60?е годы были отмечены бурным развитием отношений Советского Союза с африканскими странами. Советский престиж на Черном континенте был тогда весьма высок, прежде всего благодаря поддержке антиколониальных устремлений африканцев. Многие доверяли нам безгранично, по словам некоторых африкановедов, «как дети». Мне рассказывали, как ангольские военнослужащие – участники мятежа, которых в грузовиках везли на казнь по улицам Луанды, завидя идущих наших людей, простирали к ним руки и восклицали: «Camaradas Sovieticos!»

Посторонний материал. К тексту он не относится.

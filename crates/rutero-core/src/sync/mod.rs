//! Sync pipeline: catalog pulls, client push/pull, order upload, watermark
//! bookkeeping.
//!
//! A pass is a fixed sequence of steps. Push happens before pull so a
//! locally-edited record can never be clobbered by a stale copy of itself
//! coming back down. The incremental watermark only advances once the
//! whole pass has applied, which makes an interrupted pass safe: the next
//! one re-pulls the same window and every apply is idempotent.

pub mod connectivity;

pub use connectivity::ConnectivityMonitor;

use std::collections::HashSet;
use std::sync::Arc;

use tokio::sync::Mutex;

use crate::db::{ClientRepository, ConfigRepository, Database, OrderRepository, ProductRepository};
use crate::error::{Error, Result};
use crate::images::ImageCache;
use crate::models::Client;
use crate::order_number::OrderNumberAllocator;
use crate::remote::payload::{
    ClientCreate, ClientUpdate, OrderUpload, OrderUploadItem, RemoteClientRecord, RemoteProduct,
    Validated,
};
use crate::remote::RemoteClient;

/// Progress messages surfaced to the UI while a pass runs.
pub type OnProgress<'a> = &'a (dyn Fn(&str) + Send + Sync);

/// Steps of an incremental pass, in execution order.
#[derive(Debug, Clone, Copy, PartialEq, Eq)]
pub enum SyncStep {
    CheckingConnectivity,
    UploadingOrders,
    UploadingClients,
    PullingCatalogDelta,
    PullingClientDelta,
    PullingOrderHistory,
    AdvancingWatermark,
    Done,
}

impl SyncStep {
    pub const fn label(self) -> &'static str {
        match self {
            Self::CheckingConnectivity => "Checking connectivity",
            Self::UploadingOrders => "Uploading pending orders",
            Self::UploadingClients => "Uploading client changes",
            Self::PullingCatalogDelta => "Downloading catalog changes",
            Self::PullingClientDelta => "Downloading client changes",
            Self::PullingOrderHistory => "Downloading order history",
            Self::AdvancingWatermark => "Recording sync checkpoint",
            Self::Done => "Done",
        }
    }
}

#[derive(Debug, Clone, Copy, Default, PartialEq, Eq)]
pub struct SyncCounts {
    pub products_updated: usize,
    pub products_deleted: usize,
    pub clients_pushed: usize,
    pub clients_pulled: usize,
    pub orders_uploaded: usize,
    pub history_pulled: usize,
    pub images_cached: usize,
    pub images_failed: usize,
}

/// Result of one pass. Secondary sub-step failures never fail the pass,
/// they only show up as missing counts.
#[derive(Debug, Clone, PartialEq, Eq)]
pub struct SyncOutcome {
    pub success: bool,
    pub message: String,
    pub counts: SyncCounts,
}

impl SyncOutcome {
    fn failed(error: &Error, counts: SyncCounts) -> Self {
        Self {
            success: false,
            message: error.to_string(),
            counts,
        }
    }
}

pub struct SyncCoordinator<R: RemoteClient> {
    db: Arc<Database>,
    remote: R,
    monitor: Arc<ConnectivityMonitor>,
    images: Option<ImageCache>,
    agent_number: String,
    // One pass at a time; a second caller waits behind the current pass.
    pass_guard: Mutex<()>,
}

Свою лепту внесли и первые контакты с африканцами советских людей, продемонстрировавших простоту в обращении, неприятие расовых предрассудков. Приведу один пример, происшедший в эти годы в Гане. На первый взгляд будничный, он, наверное, может сказать многое о многом. Советский преподаватель Б. Петрук вместе с ганским коллегой Икоку были в командировке в городе Тамале, что на севере страны. Поместили их в губернаторском доме, уже нежилом. Нашего преподавателя – в небольшой комнате, где был кондиционер, а Икоку – в более просторной, но без него. Между тем кондиционер, как выяснилось, не работал, и Петрук с согласия коллеги перебрался в его комнату. Утром сосед ему сказал: «Все?таки вы, советские люди, другие. Англичанин умер бы от духоты, но не стал ночевать со мной в одном помещении». Это потом, попозже, особенно в рваческие 70?е годы, из Советского Союза сюда потянулись «жлобы», а африканцев стали смущать бедность, а зачастую и скаредность наших командированных.

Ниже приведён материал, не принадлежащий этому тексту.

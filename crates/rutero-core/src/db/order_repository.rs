//! Pending order queue and durable order history.
//!
//! An order and its items always move together: creation, promotion to
//! history, and deletion each run inside one transaction so a crash can
//! never leave an order present in history but still queued (or half of
//! either).

use rusqlite::{params, Connection, Row};

use crate::error::{Error, Result};
use crate::models::{
    HistoryOrder, HistoryOrderItem, OrderStatus, PendingOrder, PendingOrderItem, STATUS_SENT,
};

pub struct OrderRepository<'a> {
    conn: &'a Connection,
}

impl<'a> OrderRepository<'a> {
    pub const fn new(conn: &'a Connection) -> Self {
        Self { conn }
    }

    /// Write a captured order and its items atomically.
    pub fn create_pending(
        &self,
        order: &PendingOrder,
        items: &[PendingOrderItem],
    ) -> Result<()> {
        let tx = self.conn.unchecked_transaction()?;
        tx.execute(
            "INSERT INTO pending_orders
             (id, client_id, order_number, status, subtotal, tax, total,
              customer_name, customer_note, created_at, updated_at, synced)
             VALUES (?, ?, ?, ?, ?, ?, ?, ?, ?, ?, ?, ?)",
            params![
                order.id,
                order.client_id,
                order.order_number,
                order.status,
                order.subtotal,
                order.tax,
                order.total,
                order.customer_name,
                order.customer_note,
                order.created_at,
                order.updated_at,
                i64::from(order.synced),
            ],
        )?;
        for item in items {
            insert_pending_item(&tx, item)?;
        }
        tx.commit()?;
        Ok(())
    }

    /// Orders eligible for automatic upload: queued, never draft.
    pub fn pending_for_upload(&self) -> Result<Vec<PendingOrder>> {
        let mut stmt = self.conn.prepare(&format!(
            "{SELECT_PENDING} WHERE synced = 0 AND status = 'pending' ORDER BY created_at ASC"
        ))?;
        let orders = stmt
            .query_map([], parse_pending)?
            .collect::<rusqlite::Result<Vec<_>>>()?;
        Ok(orders)
    }

    pub fn get_pending(&self, id: &str) -> Result<Option<PendingOrder>> {
        let result = self.conn.query_row(
            &format!("{SELECT_PENDING} WHERE id = ?"),
            [id],
            parse_pending,
        );
        match result {
            Ok(order) => Ok(Some(order)),
            Err(rusqlite::Error::QueryReturnedNoRows) => Ok(None),
            Err(e) => Err(e.into()),
        }
    }

    /// Resolve an upload result back to its order via the offline creation
    /// timestamp, the only key the remote echoes back.
    pub fn find_pending_by_created_at(&self, created_at: &str) -> Result<Option<PendingOrder>> {
        let result = self.conn.query_row(
            &format!("{SELECT_PENDING} WHERE created_at = ?"),
            [created_at],
            parse_pending,
        );
        match result {
            Ok(order) => Ok(Some(order)),
            Err(rusqlite::Error::QueryReturnedNoRows) => Ok(None),
            Err(e) => Err(e.into()),
        }
    }

    pub fn pending_items(&self, order_id: &str) -> Result<Vec<PendingOrderItem>> {
        let mut stmt = self.conn.prepare(
            "SELECT id, order_id, product_id, product_name, quantity,
                    price_per_unit, subtotal, custom_text, custom_select
             FROM pending_order_items WHERE order_id = ?",
        )?;
        let items = stmt
            .query_map([order_id], |row| {
                Ok(PendingOrderItem {
                    id: row.get(0)?,
                    order_id: row.get(1)?,
                    product_id: row.get(2)?,
                    product_name: row.get(3)?,
                    quantity: row.get(4)?,
                    price_per_unit: row.get(5)?,
                    subtotal: row.get(6)?,
                    custom_text: row.get(7)?,
                    custom_select: row.get(8)?,
                })
            })?
            .collect::<rusqlite::Result<Vec<_>>>()?;
        Ok(items)
    }

    /// Move a draft into the upload queue.
    pub fn queue_draft(&self, id: &str) -> Result<()> {
        let rows = self.conn.execute(
            "UPDATE pending_orders SET status = ?, synced = 0 WHERE id = ? AND status = ?",
            params![
                OrderStatus::Pending.as_str(),
                id,
                OrderStatus::Draft.as_str()
            ],
        )?;
        if rows == 0 {
            return Err(Error::NotFound(id.to_string()));
        }
        Ok(())
    }

    /// Promote a confirmed-uploaded order: write the history row and items
    /// with the freshly allocated sent number and delete the pending order
    /// and its items, all in one transaction.
    pub fn promote(&self, pending_id: &str, sent_number: &str, now: &str) -> Result<()> {
        let order = self
            .get_pending(pending_id)?
            .ok_or_else(|| Error::NotFound(pending_id.to_string()))?;
        let items = self.pending_items(pending_id)?;

        let tx = self.conn.unchecked_transaction()?;
        tx.execute(
            "INSERT INTO order_history
             (id, client_id, order_number, status, subtotal, tax, total,
              customer_name, customer_note, created_at, synced_at)
             VALUES (?, ?, ?, ?, ?, ?, ?, ?, ?, ?, ?)",
            params![
                order.id,
                order.client_id,
                sent_number,
                STATUS_SENT,
                order.subtotal,
                order.tax,
                order.total,
                order.customer_name,
                order.customer_note,
                order.created_at,
                now,
            ],
        )?;
        for item in &items {
            tx.execute(
                "INSERT INTO order_history_items
                 (id, order_id, product_id, product_name, quantity, price_per_unit, subtotal)
                 VALUES (?, ?, ?, ?, ?, ?, ?)",
                params![
                    item.id,
                    order.id,
                    item.product_id,
                    item.product_name,
                    item.quantity,
                    item.price_per_unit,
                    item.subtotal,
                ],
            )?;
        }
        tx.execute(
            "DELETE FROM pending_order_items WHERE order_id = ?",
            [pending_id],
        )?;
        tx.execute("DELETE FROM pending_orders WHERE id = ?", [pending_id])?;
        tx.commit()?;

        tracing::info!(order_id = %pending_id, order_number = %sent_number, "Order promoted to history");
        Ok(())
    }

    /// Delete a pending order and its items atomically.
    pub fn delete_pending(&self, id: &str) -> Result<()> {
        let tx = self.conn.unchecked_transaction()?;
        tx.execute("DELETE FROM pending_order_items WHERE order_id = ?", [id])?;
        tx.execute("DELETE FROM pending_orders WHERE id = ?", [id])?;
        tx.commit()?;
        Ok(())
    }

    /// Idempotent upsert of a remote history order: re-pulling an
    /// already-known order must not duplicate it.
    pub fn upsert_history(
        &self,
        order: &HistoryOrder,
        items: &[HistoryOrderItem],
    ) -> Result<()> {
        let tx = self.conn.unchecked_transaction()?;
        tx.execute(
            "INSERT OR REPLACE INTO order_history
             (id, user_id, client_id, client_name, order_number, status,
              subtotal, tax, total, notes, customer_name, customer_note,
              created_at, updated_at, synced_at)
             VALUES (?, ?, ?, ?, ?, ?, ?, ?, ?, ?, ?, ?, ?, ?, ?)",
            params![
                order.id,
                order.user_id,
                order.client_id,
                order.client_name,
                order.order_number,
                order.status,
                order.subtotal,
                order.tax,
                order.total,
                order.notes,
                order.customer_name,
                order.customer_note,
                order.created_at,
                order.updated_at,
                order.synced_at,
            ],
        )?;
        for item in items {
            tx.execute(
                "INSERT OR REPLACE INTO order_history_items
                 (id, order_id, product_id, product_name, quantity, price_per_unit, subtotal)
                 VALUES (?, ?, ?, ?, ?, ?, ?)",
                params![
                    item.id,
                    order.id,
                    item.product_id,
                    item.product_name,
                    item.quantity,
                    item.price_per_unit,
                    item.subtotal,
                ],
            )?;
        }
        tx.commit()?;
        Ok(())
    }

    pub fn history(&self) -> Result<Vec<HistoryOrder>> {
        let mut stmt = self.conn.prepare(
            "SELECT id, user_id, client_id, client_name, order_number, status,
                    subtotal, tax, total, notes, customer_name, customer_note,
                    created_at, updated_at, synced_at
             FROM order_history ORDER BY created_at DESC",
        )?;
        let orders = stmt
            .query_map([], parse_history)?
            .collect::<rusqlite::Result<Vec<_>>>()?;
        Ok(orders)
    }

    pub fn pending_count(&self) -> Result<i64> {
        let count = self
            .conn
            .query_row("SELECT COUNT(*) FROM pending_orders", [], |row| row.get(0))?;
        Ok(count)
    }
}

const SELECT_PENDING: &str = "SELECT id, client_id, order_number, status, subtotal, tax, total,
        customer_name, customer_note, created_at, updated_at, synced
    FROM pending_orders";

fn insert_pending_item(conn: &Connection, item: &PendingOrderItem) -> Result<()> {
    conn.execute(
        "INSERT INTO pending_order_items
         (id, order_id, product_id, product_name, quantity,
          price_per_unit, subtotal, custom_text, custom_select)
         VALUES (?, ?, ?, ?, ?, ?, ?, ?, ?)",
        params![
            item.id,
            item.order_id,
            item.product_id,
            item.product_name,
            item.quantity,
            item.price_per_unit,
            item.subtotal,
            item.custom_text,
            item.custom_select,
        ],
    )?;
    Ok(())
}

fn parse_pending(row: &Row<'_>) -> rusqlite::Result<PendingOrder> {
    Ok(PendingOrder {
        id: row.get(0)?,
        client_id: row.get(1)?,
        order_number: row.get(2)?,
        status: row.get(3)?,
        subtotal: row.get(4)?,
        tax: row.get(5)?,
        total: row.get(6)?,
        customer_name: row.get(7)?,
        customer_note: row.get(8)?,
        created_at: row.get(9)?,
        updated_at: row.get(10)?,
        synced: row.get::<_, i64>(11)? != 0,
    })
}

fn parse_history(row: &Row<'_>) -> rusqlite::Result<HistoryOrder> {
    Ok(HistoryOrder {
        id: row.get(0)?,
        user_id: row.get(1)?,
        client_id: row.get(2)?,
        client_name: row.get(3)?,
        order_number: row.get(4)?,
        status: row.get(5)?,
        subtotal: row.get(6)?,
        tax: row.get(7)?,
        total: row.get(8)?,
        notes: row.get(9)?,
        customer_name: row.get(10)?,
        customer_note: row.get(11)?,
        created_at: row.get(12)?,
        updated_at: row.get(13)?,
        synced_at: row.get(14)?,
    })
}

В 60?е годы Советский Союз обрел опорные пункты на континенте. Но именно здесь нас постигли первые разочарования. Не только выявились неспособность этих режимов заниматься социальными и особенно экономическими проблемами, их подверженность коррупции и вырождение в диктатуры, но была также переоценена их прочность и готовность следовать рекомендациям «советских друзей». Нашей политике пришлось пережить разрыв с Секу Туре, свержение Кваме Нкрумы и Модибо Кейты (руководитель Мали). И собственно, с этой поры, после недолгой эйфории, в Африке начала проводиться политика осторожного маневрирования, неспешного развития отношений по государственной и партийной линиям, военного сотрудничества в скромных масштабах.

Зато в 70?е годы вовлеченность Советского Союза в африканские дела (Ангола, Эфиопия и в какой?то мере Мозамбик) резко возросла. Но и этот процесс развивался, как свидетельствуют очевидцы и показывает анализ, не по заранее определенному плану, не в рамках какой?то принятой стратегии, а спонтанно, как бы сам по себе. Более того, в Завидове, резиденции Брежнева, в середине 70?х годов я был свидетелем разговора, из которого следовало, что Брежнев против широкого вовлечения СССР в Тропическую Африку. Реплики подобного же рода исходили и от Андропова.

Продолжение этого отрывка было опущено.